● **PROMPT**:
If a line in the entries below holds the string "frame", copy it.

+ + + + +

// Copyright Amazon.com, Inc. or its affiliates. All Rights Reserved.
// SPDX-License-Identifier: Apache-2.0

use crate::frame::Tag;
use quilt_codec::{decoder_parameterized_value, Encoder, EncoderValue};

// An IMMEDIATE_ACK frame asks the receiver to acknowledge this packet
// right away. Defined by the QUIC Acknowledgement Frequency extension.

pub(crate) const IMMEDIATE_ACK_TAG: Tag = 0x1f;

#[derive(Debug, Copy, Clone, Default, PartialEq, Eq)]
pub struct ImmediateAck;

impl ImmediateAck {
    #[inline]
    pub const fn tag(&self) -> Tag {
        IMMEDIATE_ACK_TAG
    }
}

decoder_parameterized_value!(
    impl<'a> ImmediateAck {
        fn decode(_tag: Tag, buffer: Buffer) -> Result<Self> {
            Ok((ImmediateAck, buffer))
        }
    }
);

impl EncoderValue for ImmediateAck {
    #[inline]
    fn encode<E: Encoder>(&self, buffer: &mut E) {
        buffer.encode(&IMMEDIATE_ACK_TAG);
    }
}
// Copyright Amazon.com, Inc. or its affiliates. All Rights Reserved.
// SPDX-License-Identifier: Apache-2.0

//! The non-blocking datagram writer the connection emits packets through.
//!
//! Socket ownership and the event loop live outside the core; the writer
//! is expected to accept a datagram immediately, report `Blocked` when the
//! socket would block, or return a fatal error.

use std::net::SocketAddr;

/// The result of handing one datagram to the writer
#[derive(Clone, Copy, Debug, PartialEq, Eq)]
pub enum WriteResult {
    /// The datagram was accepted
    Written,
    /// The writer cannot accept the datagram right now. The caller must
    /// buffer it and retry after `on_blocked_writer_can_write`.
    Blocked,
    /// The writer failed permanently; the connection must close
    Fatal(&'static str),
}

impl WriteResult {
    #[inline]
    pub fn is_written(self) -> bool {
        matches!(self, Self::Written)
    }

    #[inline]
    pub fn is_blocked(self) -> bool {
        matches!(self, Self::Blocked)
    }
}

/// A non-blocking datagram writer
pub trait PacketWriter {
    fn write_datagram(&mut self, remote_address: SocketAddr, payload: &[u8]) -> WriteResult;

    /// Returns true while the writer is unable to accept datagrams
    fn is_blocked(&self) -> bool {
        false
    }
}

#[cfg(any(test, feature = "testing"))]
pub mod testing {
    use super::*;
    use alloc::vec::Vec;

    /// A writer capturing every datagram, with scriptable blocking
    #[derive(Debug, Default)]
    pub struct Writer {
        pub sent: Vec<(SocketAddr, Vec<u8>)>,
        pub blocked: bool,
        pub fatal: Option<&'static str>,
    }

    impl Writer {
        pub fn datagrams(&self) -> impl Iterator<Item = &[u8]> {
            self.sent.iter().map(|(_, payload)| payload.as_slice())
        }

        pub fn clear(&mut self) {
            self.sent.clear();
        }
    }

    impl PacketWriter for Writer {
        fn write_datagram(&mut self, remote_address: SocketAddr, payload: &[u8]) -> WriteResult {
            if let Some(reason) = self.fatal {
                return WriteResult::Fatal(reason);
            }
            if self.blocked {
                return WriteResult::Blocked;
            }
            self.sent.push((remote_address, payload.to_vec()));
            WriteResult::Written
        }

        fn is_blocked(&self) -> bool {
            self.blocked
        }
    }
}
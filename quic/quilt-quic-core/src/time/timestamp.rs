// Copyright Amazon.com, Inc. or its affiliates. All Rights Reserved.
// SPDX-License-Identifier: Apache-2.0

use core::{
    fmt,
    ops::{Add, AddAssign, Sub},
    time::Duration,
};

/// An instant on the connection's monotonic clock, measured from the
/// clock's epoch.
///
/// Timestamps only carry meaning relative to other timestamps produced by
/// the same `Clock`.
#[derive(Clone, Copy, Default, Eq, Ord, PartialEq, PartialOrd, Hash)]
pub struct Timestamp(Duration);

impl Timestamp {
    /// Creates a `Timestamp` at the given `Duration` from the clock's epoch
    #[inline]
    pub const fn from_duration(duration: Duration) -> Self {
        Self(duration)
    }

    /// Returns the `Duration` since the clock's epoch
    #[inline]
    pub const fn as_duration(self) -> Duration {
        self.0
    }

    /// Returns true if the timestamp is not after `current_time`
    #[inline]
    pub fn has_elapsed(self, current_time: Timestamp) -> bool {
        self <= current_time
    }

    /// Returns the `Duration` which has elapsed since an earlier
    /// `Timestamp`, or zero if `earlier` is in the future
    #[inline]
    pub fn saturating_duration_since(self, earlier: Timestamp) -> Duration {
        self.0.saturating_sub(earlier.0)
    }

    /// Returns the `Duration` which has elapsed since an earlier
    /// `Timestamp`, if `earlier` is not in the future
    #[inline]
    pub fn checked_duration_since(self, earlier: Timestamp) -> Option<Duration> {
        self.0.checked_sub(earlier.0)
    }

    #[inline]
    pub fn checked_add(self, duration: Duration) -> Option<Self> {
        self.0.checked_add(duration).map(Self)
    }

    #[inline]
    pub fn checked_sub(self, duration: Duration) -> Option<Self> {
        self.0.checked_sub(duration).map(Self)
    }
}

impl fmt::Debug for Timestamp {
    fn fmt(&self, f: &mut fmt::Formatter) -> fmt::Result {
        write!(f, "Timestamp({:?})", self.0)
    }
}

impl Add<Duration> for Timestamp {
    type Output = Self;

    #[inline]
    fn add(self, rhs: Duration) -> Self {
        Self(self.0 + rhs)
    }
}

impl AddAssign<Duration> for Timestamp {
    #[inline]
    fn add_assign(&mut self, rhs: Duration) {
        self.0 += rhs;
    }
}

impl Sub<Duration> for Timestamp {
    type Output = Self;

    #[inline]
    fn sub(self, rhs: Duration) -> Self {
        Self(self.0 - rhs)
    }
}

impl Sub<Timestamp> for Timestamp {
    type Output = Duration;

    #[inline]
    fn sub(self, rhs: Timestamp) -> Duration {
        self.0 - rhs.0
    }
}

#[cfg(test)]
mod tests {
    use super::*;

    #[test]
    fn ordering_test() {
        let a = Timestamp::from_duration(Duration::from_millis(10));
        let b = a + Duration::from_millis(5);

        assert!(a < b);
        assert!(a.has_elapsed(b));
        assert!(!b.has_elapsed(a));
        assert_eq!(b - a, Duration::from_millis(5));
        assert_eq!(a.saturating_duration_since(b), Duration::ZERO);
        assert_eq!(a.checked_duration_since(b), None);
    }
}
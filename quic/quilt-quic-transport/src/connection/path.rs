// Copyright Amazon.com, Inc. or its affiliates. All Rights Reserved.
// SPDX-License-Identifier: Apache-2.0

use quilt_quic_core::{
    connection::ConnectionId,
    random,
    stateless_reset,
    time::{Duration, Timestamp},
};
use std::net::SocketAddr;

/// Congestion state carried across a migration when the path was probed
/// ahead of time
#[derive(Clone, Copy, Debug, Default, PartialEq, Eq)]
pub struct SavedCongestionState {
    pub rtt: Option<Duration>,
    pub congestion_window: Option<u64>,
}

/// An outstanding PATH_CHALLENGE on a path under validation
#[derive(Clone, Copy, Debug)]
pub struct Challenge {
    pub data: [u8; 8],
    pub retries: u32,
    pub retry_deadline: Timestamp,
}

/// One (local address, peer address) pair and the connection IDs used on
/// it
#[derive(Clone, Debug)]
pub struct Path {
    pub local_address: SocketAddr,
    pub peer_address: SocketAddr,
    /// The connection ID the peer puts in packets it sends to us
    pub local_connection_id: ConnectionId,
    /// The connection ID we put in packets we send to the peer
    pub peer_connection_id: ConnectionId,
    pub stateless_reset_token: Option<stateless_reset::Token>,
    pub validated: bool,
    pub bytes_sent_before_validation: u64,
    pub bytes_received_before_validation: u64,
    pub challenge: Option<Challenge>,
    pub saved_congestion_state: Option<SavedCongestionState>,
}

impl Path {
    pub fn new(
        local_address: SocketAddr,
        peer_address: SocketAddr,
        local_connection_id: ConnectionId,
        peer_connection_id: ConnectionId,
    ) -> Self {
        Self {
            local_address,
            peer_address,
            local_connection_id,
            peer_connection_id,
            stateless_reset_token: None,
            validated: false,
            bytes_sent_before_validation: 0,
            bytes_received_before_validation: 0,
            challenge: None,
            saved_congestion_state: None,
        }
    }

    /// Starts validation by issuing a random 8 byte challenge
    pub fn start_challenge<G: random::Generator>(
        &mut self,
        random: &mut G,
        now: Timestamp,
        initial_rtt: Duration,
    ) -> [u8; 8] {
        let mut data = [0; 8];
        random.fill_public(&mut data);
        self.challenge = Some(Challenge {
            data,
            retries: 0,
            retry_deadline: now + initial_rtt,
        });
        data
    }

    /// Applies a PATH_RESPONSE; returns true if it answered the
    /// outstanding challenge and validated the path
    pub fn on_path_response(&mut self, data: &[u8; 8]) -> bool {
        match self.challenge {
            Some(challenge) if challenge.data == *data => {
                self.challenge = None;
                self.validated = true;
                true
            }
            _ => false,
        }
    }

    /// Advances the challenge retry schedule with exponential backoff
    /// bounded by `3 × initial_rtt`. Returns the challenge data to resend,
    /// or `None` once the validation attempt is abandoned.
    pub fn on_challenge_timeout(
        &mut self,
        now: Timestamp,
        initial_rtt: Duration,
    ) -> Option<[u8; 8]> {
        let challenge = self.challenge.as_mut()?;

        if challenge.retries >= MAX_CHALLENGE_RETRIES {
            self.challenge = None;
            return None;
        }

        challenge.retries += 1;
        let backoff = initial_rtt
            .saturating_mul(1 << challenge.retries.min(2))
            .min(initial_rtt.saturating_mul(3));
        challenge.retry_deadline = now + backoff;
        Some(challenge.data)
    }

    pub fn challenge_deadline(&self) -> Option<Timestamp> {
        self.challenge.map(|challenge| challenge.retry_deadline)
    }

    /// Returns true while the anti-amplification limit applies
    pub fn at_amplification_limit(&self, factor: u64) -> bool {
        if self.validated {
            return false;
        }
        self.bytes_sent_before_validation
            >= factor.saturating_mul(self.bytes_received_before_validation)
    }

    /// Bytes the server may still send before the peer validates
    pub fn amplification_credit(&self, factor: u64) -> u64 {
        if self.validated {
            return u64::MAX;
        }
        factor
            .saturating_mul(self.bytes_received_before_validation)
            .saturating_sub(self.bytes_sent_before_validation)
    }

    pub fn on_bytes_received(&mut self, len: usize) {
        if !self.validated {
            self.bytes_received_before_validation += len as u64;
        }
    }

    pub fn on_bytes_sent(&mut self, len: usize) {
        if !self.validated {
            self.bytes_sent_before_validation += len as u64;
        }
    }

    /// Returns true if `peer` matches this path's peer address
    pub fn is_peer(&self, peer: SocketAddr) -> bool {
        self.peer_address == peer
    }
}

const MAX_CHALLENGE_RETRIES: u32 = 3;

#[cfg(test)]
mod tests {
    use super::*;
    use quilt_quic_core::random::testing::Generator;

    fn addr(port: u16) -> SocketAddr {
        SocketAddr::from(([127, 0, 0, 1], port))
    }

    fn path() -> Path {
        Path::new(
            addr(4433),
            addr(9000),
            ConnectionId::try_from_slice(&[1]).unwrap(),
            ConnectionId::try_from_slice(&[2]).unwrap(),
        )
    }

    fn now() -> Timestamp {
        Timestamp::from_duration(Duration::from_secs(1))
    }

    #[test]
    fn challenge_validation_test() {
        let mut path = path();
        let mut random = Generator::default();

        let data = path.start_challenge(&mut random, now(), Duration::from_millis(100));
        assert!(!path.validated);

        // the wrong payload does not validate
        assert!(!path.on_path_response(&[0; 8]));
        assert!(!path.validated);

        assert!(path.on_path_response(&data));
        assert!(path.validated);
    }

    #[test]
    fn challenge_backoff_is_bounded_test() {
        let mut path = path();
        let mut random = Generator::default();
        let rtt = Duration::from_millis(100);

        path.start_challenge(&mut random, now(), rtt);
        let mut deadlines = alloc::vec::Vec::new();
        while let Some(_data) = path.on_challenge_timeout(now(), rtt) {
            deadlines.push(path.challenge_deadline().unwrap());
        }

        // retries are finite and every deadline is within 3 × initial_rtt
        assert_eq!(deadlines.len(), MAX_CHALLENGE_RETRIES as usize);
        for deadline in deadlines {
            assert!(deadline <= now() + rtt * 3);
        }
        assert!(path.challenge.is_none());
    }

    #[test]
    fn amplification_limit_test() {
        let mut path = path();

        // nothing received yet: nothing may be sent
        assert!(path.at_amplification_limit(3));

        path.on_bytes_received(100);
        assert_eq!(path.amplification_credit(3), 300);
        assert!(!path.at_amplification_limit(3));

        path.on_bytes_sent(300);
        assert!(path.at_amplification_limit(3));

        path.validated = true;
        assert!(!path.at_amplification_limit(3));
    }
}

+ + + + +

● **ANSWER SPACE**:
use crate::frame::Tag;
// An IMMEDIATE_ACK frame asks the receiver to acknowledge this packet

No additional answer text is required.